Mientras pasaban las horas me iba convenciendo de eso: no hay escapatoria. Al final, nos cagan. Al final, las minas nos cagan. Pasamos del arenero al almuerzo, del almuerzo al arenero, y después acompañé a Antonia con la bici. Una semana antes le habíamos sacado las rueditas, así que ahí fui, agachándome para sostenerla en el arranque, mientras el ciático me recordaba que ya no soy un pibe, y sufriendo porque la única manera que tiene de parar es contra el piso. Después volvimos al arenero y Elena se quedó con las dos grandes y yo traté de dormir a Cecilia en el carrito. En la primera vuelta al club lloró, en la segunda hablaba con palabras que nadie entiende y en la tercera pareció dormirse. De vuelta en el arenero, logré descansar un poco. Al rato nos sentamos a tomar mate con Elena. A las chicas les compramos esos jugos individuales Cepita que vienen en envase Tetrabrik y que al final les sacás las últimas gotitas chupando de la pajita al mismo tiempo que apretás bien el envase con la mano. Comimos las galletitas que habíamos llevado de casa y nos negamos a comprarles caramelos y chicles: lo de siempre.

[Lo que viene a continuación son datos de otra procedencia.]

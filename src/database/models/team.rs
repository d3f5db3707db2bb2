use serde::{Deserialize, Serialize};
use sqlx::FromRow;

/// Static roster row, seeded once and never written through the API.
#[derive(Debug, Clone, PartialEq, Eq, Serialize, Deserialize, FromRow)]
pub struct TeamMember {
    pub id: i64,
    pub name: String,
    pub role: Option<String>,
}
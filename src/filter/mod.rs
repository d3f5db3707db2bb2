pub mod error;
pub mod filter;
pub mod filter_order;
pub mod types;

pub use error::FilterError;
pub use filter::Filter;
pub use types::*;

El día fue pasando y al final llegó la hora de irse pero las chicas, que antes no querían venir al club, empezaron a luchar para quedarse. Por suerte llegó la lluvia en nuestro auxilio y salimos todos corriendo al auto. En el auto las chicas lloraban porque no se querían ir y porque estaban mojadas y cansadas. Al rato yo también quería llorar, atascado en un tránsito de domingo empeorado porque todos salimos juntos cuando cayeron las primeras gotas. Ahí, en medio del atasco total, Bernarda se avivó de que le faltaba el autito violeta. Todavía lo veo: quedó abajo del tobogán amarillo, cuando salí del arenero pegué una última mirada y lo vi pero no volví a buscarlo. Bernarda lloraba y pedía a gritos que volviéramos a buscar el autito y Ele le explicaba que no podíamos, que ya era casi de noche, que no se podía, y Antonia seguía enojada porque nos habíamos ido y al final, al borde de descontrolarme, yo también, opté por corromperlas: “¿Y si vamos a McDonald’s?”.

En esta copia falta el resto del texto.